Among the upcoming changes are simplified loan requirements, more widespread automation and an expansion of the number of nonbank lenders that are licensed to issue Small Business Administration (SBA) loans, The Wall Street Journal (WSJ) reported Monday (July 31).
“These are the most sweeping changes I have seen in my 40-year career,” Tony Wilkinson, CEO of the National Association of Government Guaranteed Lenders (NAGGL), said in the report.
With this makeover of the federal program, the SBA is seeking to boost credit to small businesses that have struggled to get financing, according to the report. Although banks generally favor bigger commercial borrowers, SBA officials hope to level the playing field for small businesses, allowing them to take advantage of the benefits of an SBA loan.
During the most recent fiscal year, $8 billion worth of potential loans went unused, the report said. While the SBA is authorized to guarantee up to $34 billion in loans each year, lenders issued $26 billion of these loans during the year.
Beyond that, while thousands of financial institutions are already able to make SBA loans, about 100 account for 70% of the lending that is actually done, per the report.
The updated lending program aims to make access to capital for small businesses more efficient and cost-effective, according to the report.

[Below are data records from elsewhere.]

//! Split and merge: the structural mutations that carve a free block down
//! to size, and fuse free neighbors back together on release.

use std::ptr::NonNull;

use crate::header::{BlockHeader, MIN_SPLIT_SUFFIX};
use crate::list::GlobalList;
use crate::region;

/// Splits `block` (which must currently be free) so its prefix occupies
/// exactly `target` bytes and the remainder becomes a new free suffix
/// block, unless the suffix would be smaller than [`MIN_SPLIT_SUFFIX`], in
/// which case the split is refused and `block` is left untouched.
///
/// Returns `true` if the split happened.
///
/// The caller is responsible for setting `block`'s `free` flag once this
/// returns; split itself never changes it.
pub(crate) unsafe fn split(
    list: &mut GlobalList,
    split_counter: &mut u64,
    block: NonNull<BlockHeader>,
    target: usize,
) -> bool {
    debug_assert!(unsafe { BlockHeader::is_free(block) });

    let block_size = unsafe { BlockHeader::size(block) };
    let suffix_size = block_size - target;

    if suffix_size < MIN_SPLIT_SUFFIX {
        tracing::debug!(block_size, target, suffix_size, "split refused, using block whole");
        return false;
    }

    unsafe {
        let suffix_addr = NonNull::new_unchecked((block.as_ptr() as *mut u8).add(target));
        let region_id = BlockHeader::region_id(block);

        *split_counter += 1;
        let name = format!("Split block {split_counter}");
        let suffix = BlockHeader::init(suffix_addr, suffix_size, true, region_id, &name);

        list.insert_after(block, suffix);
        BlockHeader::set_size(block, target);
    }

    tracing::debug!(target, suffix_size, "split block");
    true
}

/// Coalesces a just-freed `block` with its immediate free neighbors that
/// share its `region_id`, then releases the containing region to the OS
/// if the merge leaves it fully free. Never coalesces across a region
/// boundary.
pub(crate) unsafe fn merge(list: &mut GlobalList, block: NonNull<BlockHeader>) {
    let mut block = block;
    unsafe {
        // 1. absorb a free next neighbor in the same region.
        if let Some(next) = BlockHeader::next(block) {
            if BlockHeader::is_free(next) && BlockHeader::region_id(next) == BlockHeader::region_id(block) {
                absorb_next(list, block, next);
            }
        }

        // 2. fold into a free previous neighbor in the same region; the
        // surviving block becomes `prev`.
        if let Some(prev) = BlockHeader::prev(block) {
            if BlockHeader::is_free(prev) && BlockHeader::region_id(prev) == BlockHeader::region_id(block) {
                absorb_next(list, prev, block);
                block = prev;
            }
        }

        // 3. does `block` now occupy its whole region?
        if occupies_whole_region(block) {
            list.unlink(block);
            let addr = block.as_ptr() as *mut u8;
            let size = BlockHeader::size(block);
            tracing::debug!(region_id = BlockHeader::region_id(block), size, "region fully free, releasing");
            region::release(addr, size);
        }
    }
}

/// Folds `next` into `into`, growing `into`'s size by `next`'s size (each
/// block's size already covers its own header, so adjacent blocks sum
/// directly) and unlinking `next` from the list.
unsafe fn absorb_next(list: &mut GlobalList, into: NonNull<BlockHeader>, next: NonNull<BlockHeader>) {
    unsafe {
        let merged = BlockHeader::size(into) + BlockHeader::size(next);
        list.unlink(next);
        BlockHeader::set_size(into, merged);
    }
}

unsafe fn occupies_whole_region(block: NonNull<BlockHeader>) -> bool {
    unsafe {
        let prev = BlockHeader::prev(block);
        let next = BlockHeader::next(block);
        let region_id = BlockHeader::region_id(block);

        let prev_foreign = prev.is_none_or(|p| BlockHeader::region_id(p) != region_id);
        let next_foreign = next.is_none_or(|n| BlockHeader::region_id(n) != region_id);

        prev_foreign && next_foreign
    }
}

At the same time, critics of the changes have said that relaxing requirements and adding lenders increases the risk of defaults, the report said.
In a change already made recently, the SBA said in April that it would begin allowing non-federally chartered banks to make SBA loans.
“SBA has determined that certain markets where there are capital market gaps continue to struggle to obtain financing on non-predatory terms,” the SBA said at the time. “Therefore, SBA is lifting the moratorium on licensing new Small Business Lending Companies (SBLC) and creating a new type of SBLC to help bridge this financing gap.”
These changes come at a time when banks are tightening their underwriting standards and expect to continue doing so through at least the rest of the year.